▸ **Material shown**
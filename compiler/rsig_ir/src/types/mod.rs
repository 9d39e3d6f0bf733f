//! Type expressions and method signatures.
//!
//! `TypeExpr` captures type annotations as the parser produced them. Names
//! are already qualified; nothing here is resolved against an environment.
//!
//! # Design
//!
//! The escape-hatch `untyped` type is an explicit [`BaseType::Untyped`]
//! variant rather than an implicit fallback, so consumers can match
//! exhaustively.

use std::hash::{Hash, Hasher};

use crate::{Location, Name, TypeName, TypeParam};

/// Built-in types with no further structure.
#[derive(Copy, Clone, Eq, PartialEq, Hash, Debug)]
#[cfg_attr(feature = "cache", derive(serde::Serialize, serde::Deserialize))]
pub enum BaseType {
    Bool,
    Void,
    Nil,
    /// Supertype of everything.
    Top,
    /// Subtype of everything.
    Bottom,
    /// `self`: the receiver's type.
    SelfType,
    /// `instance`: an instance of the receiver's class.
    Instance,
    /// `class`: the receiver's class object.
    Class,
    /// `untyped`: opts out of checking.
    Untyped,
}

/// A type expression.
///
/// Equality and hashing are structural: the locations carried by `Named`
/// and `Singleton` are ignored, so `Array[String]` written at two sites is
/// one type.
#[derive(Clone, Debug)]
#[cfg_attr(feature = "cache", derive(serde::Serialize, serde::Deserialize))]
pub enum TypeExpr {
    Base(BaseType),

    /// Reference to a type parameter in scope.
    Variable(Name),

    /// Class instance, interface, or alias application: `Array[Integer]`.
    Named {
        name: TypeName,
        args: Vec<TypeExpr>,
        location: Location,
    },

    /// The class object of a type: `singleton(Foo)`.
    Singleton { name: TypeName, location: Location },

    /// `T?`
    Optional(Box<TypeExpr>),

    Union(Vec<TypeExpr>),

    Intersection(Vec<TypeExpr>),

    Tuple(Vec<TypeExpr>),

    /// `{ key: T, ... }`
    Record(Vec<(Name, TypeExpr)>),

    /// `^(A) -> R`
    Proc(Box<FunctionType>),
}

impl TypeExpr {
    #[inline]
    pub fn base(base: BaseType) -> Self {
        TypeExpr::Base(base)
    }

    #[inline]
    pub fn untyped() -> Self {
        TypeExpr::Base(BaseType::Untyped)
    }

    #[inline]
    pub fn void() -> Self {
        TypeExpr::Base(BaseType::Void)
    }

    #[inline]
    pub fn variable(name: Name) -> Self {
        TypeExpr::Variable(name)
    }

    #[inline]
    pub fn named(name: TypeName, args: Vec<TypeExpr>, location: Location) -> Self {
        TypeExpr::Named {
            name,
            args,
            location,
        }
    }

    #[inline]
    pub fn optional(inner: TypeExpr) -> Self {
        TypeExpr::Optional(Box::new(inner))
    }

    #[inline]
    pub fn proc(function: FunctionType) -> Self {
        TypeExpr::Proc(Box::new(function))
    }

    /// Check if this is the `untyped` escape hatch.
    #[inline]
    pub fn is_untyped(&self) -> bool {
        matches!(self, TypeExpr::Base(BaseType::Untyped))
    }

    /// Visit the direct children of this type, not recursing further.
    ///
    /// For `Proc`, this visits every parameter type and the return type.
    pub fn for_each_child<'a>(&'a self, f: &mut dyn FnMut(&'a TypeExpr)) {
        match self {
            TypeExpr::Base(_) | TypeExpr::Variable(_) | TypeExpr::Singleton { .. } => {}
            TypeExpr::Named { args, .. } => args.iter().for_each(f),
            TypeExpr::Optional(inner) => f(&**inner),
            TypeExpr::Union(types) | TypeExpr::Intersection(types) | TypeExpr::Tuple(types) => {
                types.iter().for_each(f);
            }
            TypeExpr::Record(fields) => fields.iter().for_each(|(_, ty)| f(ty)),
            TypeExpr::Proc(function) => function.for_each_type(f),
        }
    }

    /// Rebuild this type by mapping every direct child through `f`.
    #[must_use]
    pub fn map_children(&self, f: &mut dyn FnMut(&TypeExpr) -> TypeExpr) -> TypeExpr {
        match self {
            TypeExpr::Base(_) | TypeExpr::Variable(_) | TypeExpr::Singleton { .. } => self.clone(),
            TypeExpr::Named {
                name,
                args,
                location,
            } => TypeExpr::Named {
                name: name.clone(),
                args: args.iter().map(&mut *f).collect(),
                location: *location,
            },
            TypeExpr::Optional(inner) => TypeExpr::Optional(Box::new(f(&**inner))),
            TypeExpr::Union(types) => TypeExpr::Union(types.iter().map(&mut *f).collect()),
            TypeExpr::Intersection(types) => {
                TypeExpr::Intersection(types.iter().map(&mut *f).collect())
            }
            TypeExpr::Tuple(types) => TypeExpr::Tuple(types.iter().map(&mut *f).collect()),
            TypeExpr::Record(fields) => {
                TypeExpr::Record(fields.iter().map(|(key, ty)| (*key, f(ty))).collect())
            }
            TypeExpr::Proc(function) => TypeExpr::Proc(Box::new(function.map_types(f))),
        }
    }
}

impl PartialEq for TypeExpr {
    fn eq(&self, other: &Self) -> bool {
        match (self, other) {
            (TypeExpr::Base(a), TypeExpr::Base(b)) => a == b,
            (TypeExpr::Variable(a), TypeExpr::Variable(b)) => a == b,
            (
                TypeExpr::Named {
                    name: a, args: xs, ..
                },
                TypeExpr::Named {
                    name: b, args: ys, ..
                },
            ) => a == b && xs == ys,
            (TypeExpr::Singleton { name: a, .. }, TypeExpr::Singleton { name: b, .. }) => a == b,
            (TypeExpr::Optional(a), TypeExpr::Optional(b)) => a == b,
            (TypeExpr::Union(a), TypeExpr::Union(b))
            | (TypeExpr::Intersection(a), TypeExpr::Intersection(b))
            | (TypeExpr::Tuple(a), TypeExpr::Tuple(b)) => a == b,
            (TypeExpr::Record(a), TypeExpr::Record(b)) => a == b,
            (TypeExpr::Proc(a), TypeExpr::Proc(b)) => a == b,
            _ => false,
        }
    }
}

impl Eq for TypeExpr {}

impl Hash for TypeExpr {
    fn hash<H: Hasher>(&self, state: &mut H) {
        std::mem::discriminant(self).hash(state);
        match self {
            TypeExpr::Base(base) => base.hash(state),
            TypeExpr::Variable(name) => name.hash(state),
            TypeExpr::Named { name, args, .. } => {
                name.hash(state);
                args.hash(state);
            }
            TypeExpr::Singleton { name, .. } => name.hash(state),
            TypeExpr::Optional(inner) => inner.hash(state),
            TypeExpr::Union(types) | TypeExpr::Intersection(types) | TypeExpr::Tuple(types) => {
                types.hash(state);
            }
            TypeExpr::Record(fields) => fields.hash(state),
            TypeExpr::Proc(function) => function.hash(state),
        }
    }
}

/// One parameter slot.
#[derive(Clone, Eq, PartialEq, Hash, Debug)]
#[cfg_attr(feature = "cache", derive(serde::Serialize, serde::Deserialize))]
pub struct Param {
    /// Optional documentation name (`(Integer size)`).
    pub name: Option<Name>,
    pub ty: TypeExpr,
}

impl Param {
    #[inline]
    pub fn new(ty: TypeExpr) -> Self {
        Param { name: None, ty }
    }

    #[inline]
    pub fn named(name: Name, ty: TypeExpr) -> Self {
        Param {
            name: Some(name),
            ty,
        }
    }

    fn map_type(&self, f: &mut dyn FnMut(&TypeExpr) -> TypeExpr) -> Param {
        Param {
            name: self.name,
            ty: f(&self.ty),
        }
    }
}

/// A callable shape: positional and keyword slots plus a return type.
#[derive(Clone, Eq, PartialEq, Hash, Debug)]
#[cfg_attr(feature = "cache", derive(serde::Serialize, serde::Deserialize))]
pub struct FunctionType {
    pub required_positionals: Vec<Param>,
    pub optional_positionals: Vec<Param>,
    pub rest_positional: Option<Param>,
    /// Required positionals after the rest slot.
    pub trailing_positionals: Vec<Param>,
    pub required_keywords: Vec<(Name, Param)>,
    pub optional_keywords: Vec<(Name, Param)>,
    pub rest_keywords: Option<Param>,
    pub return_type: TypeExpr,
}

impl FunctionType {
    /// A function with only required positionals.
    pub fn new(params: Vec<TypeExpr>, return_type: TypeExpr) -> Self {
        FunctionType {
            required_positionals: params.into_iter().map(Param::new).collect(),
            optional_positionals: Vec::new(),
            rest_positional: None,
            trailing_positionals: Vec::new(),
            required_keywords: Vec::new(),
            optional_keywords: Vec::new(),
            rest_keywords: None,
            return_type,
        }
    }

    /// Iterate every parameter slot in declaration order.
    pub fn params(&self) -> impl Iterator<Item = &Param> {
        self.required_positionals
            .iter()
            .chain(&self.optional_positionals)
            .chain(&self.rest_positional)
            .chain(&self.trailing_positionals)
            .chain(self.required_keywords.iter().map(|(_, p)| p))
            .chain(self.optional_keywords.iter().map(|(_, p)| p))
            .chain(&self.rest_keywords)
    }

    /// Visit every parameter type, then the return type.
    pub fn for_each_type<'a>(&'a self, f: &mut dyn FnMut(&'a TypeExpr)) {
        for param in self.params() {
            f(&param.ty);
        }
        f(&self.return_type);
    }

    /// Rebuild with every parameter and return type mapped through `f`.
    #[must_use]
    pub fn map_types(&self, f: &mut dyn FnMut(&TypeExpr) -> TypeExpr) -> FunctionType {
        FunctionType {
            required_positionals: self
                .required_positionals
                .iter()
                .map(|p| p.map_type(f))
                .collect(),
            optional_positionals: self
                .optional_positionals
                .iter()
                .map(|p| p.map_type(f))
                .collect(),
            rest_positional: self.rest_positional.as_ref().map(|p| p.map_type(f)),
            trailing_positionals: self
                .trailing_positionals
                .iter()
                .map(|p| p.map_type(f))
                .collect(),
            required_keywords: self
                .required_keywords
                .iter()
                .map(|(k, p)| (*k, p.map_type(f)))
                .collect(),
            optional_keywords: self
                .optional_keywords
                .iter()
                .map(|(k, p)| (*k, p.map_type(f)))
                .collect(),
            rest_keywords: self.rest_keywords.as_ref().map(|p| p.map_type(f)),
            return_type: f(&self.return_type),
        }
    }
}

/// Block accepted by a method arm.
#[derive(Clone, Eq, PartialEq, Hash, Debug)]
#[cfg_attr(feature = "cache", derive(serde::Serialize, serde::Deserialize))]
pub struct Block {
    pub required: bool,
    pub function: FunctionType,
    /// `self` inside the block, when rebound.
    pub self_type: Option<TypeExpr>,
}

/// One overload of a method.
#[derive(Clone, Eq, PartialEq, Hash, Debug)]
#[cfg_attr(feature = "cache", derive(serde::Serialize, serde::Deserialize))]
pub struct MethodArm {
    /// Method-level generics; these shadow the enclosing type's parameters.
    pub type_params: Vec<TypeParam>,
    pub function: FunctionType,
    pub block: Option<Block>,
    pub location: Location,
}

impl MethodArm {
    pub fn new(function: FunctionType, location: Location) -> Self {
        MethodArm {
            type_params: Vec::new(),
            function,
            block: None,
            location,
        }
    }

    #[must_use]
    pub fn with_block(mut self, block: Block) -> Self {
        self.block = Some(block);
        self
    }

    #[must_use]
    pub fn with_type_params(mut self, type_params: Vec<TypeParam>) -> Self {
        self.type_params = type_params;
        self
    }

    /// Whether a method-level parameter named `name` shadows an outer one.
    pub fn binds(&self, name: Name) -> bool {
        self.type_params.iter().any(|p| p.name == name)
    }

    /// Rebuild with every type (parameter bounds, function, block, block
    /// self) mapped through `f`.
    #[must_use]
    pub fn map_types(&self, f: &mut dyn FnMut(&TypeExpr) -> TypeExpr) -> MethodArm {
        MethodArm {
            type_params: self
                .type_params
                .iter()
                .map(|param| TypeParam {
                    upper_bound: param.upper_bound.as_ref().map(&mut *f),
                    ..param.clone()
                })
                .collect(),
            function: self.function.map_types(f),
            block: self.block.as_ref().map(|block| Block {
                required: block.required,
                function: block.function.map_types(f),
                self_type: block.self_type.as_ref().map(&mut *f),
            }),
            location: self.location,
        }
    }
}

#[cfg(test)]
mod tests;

▸ **Task description**
Lines in the records above that carry the word "Tuple" are to be located and copied.

▸ **Task response**
    Tuple(Vec<TypeExpr>),
            TypeExpr::Union(types) | TypeExpr::Intersection(types) | TypeExpr::Tuple(types) => {
            TypeExpr::Tuple(types) => TypeExpr::Tuple(types.iter().map(&mut *f).collect()),
            | (TypeExpr::Tuple(a), TypeExpr::Tuple(b)) => a == b,
            TypeExpr::Union(types) | TypeExpr::Intersection(types) | TypeExpr::Tuple(types) => {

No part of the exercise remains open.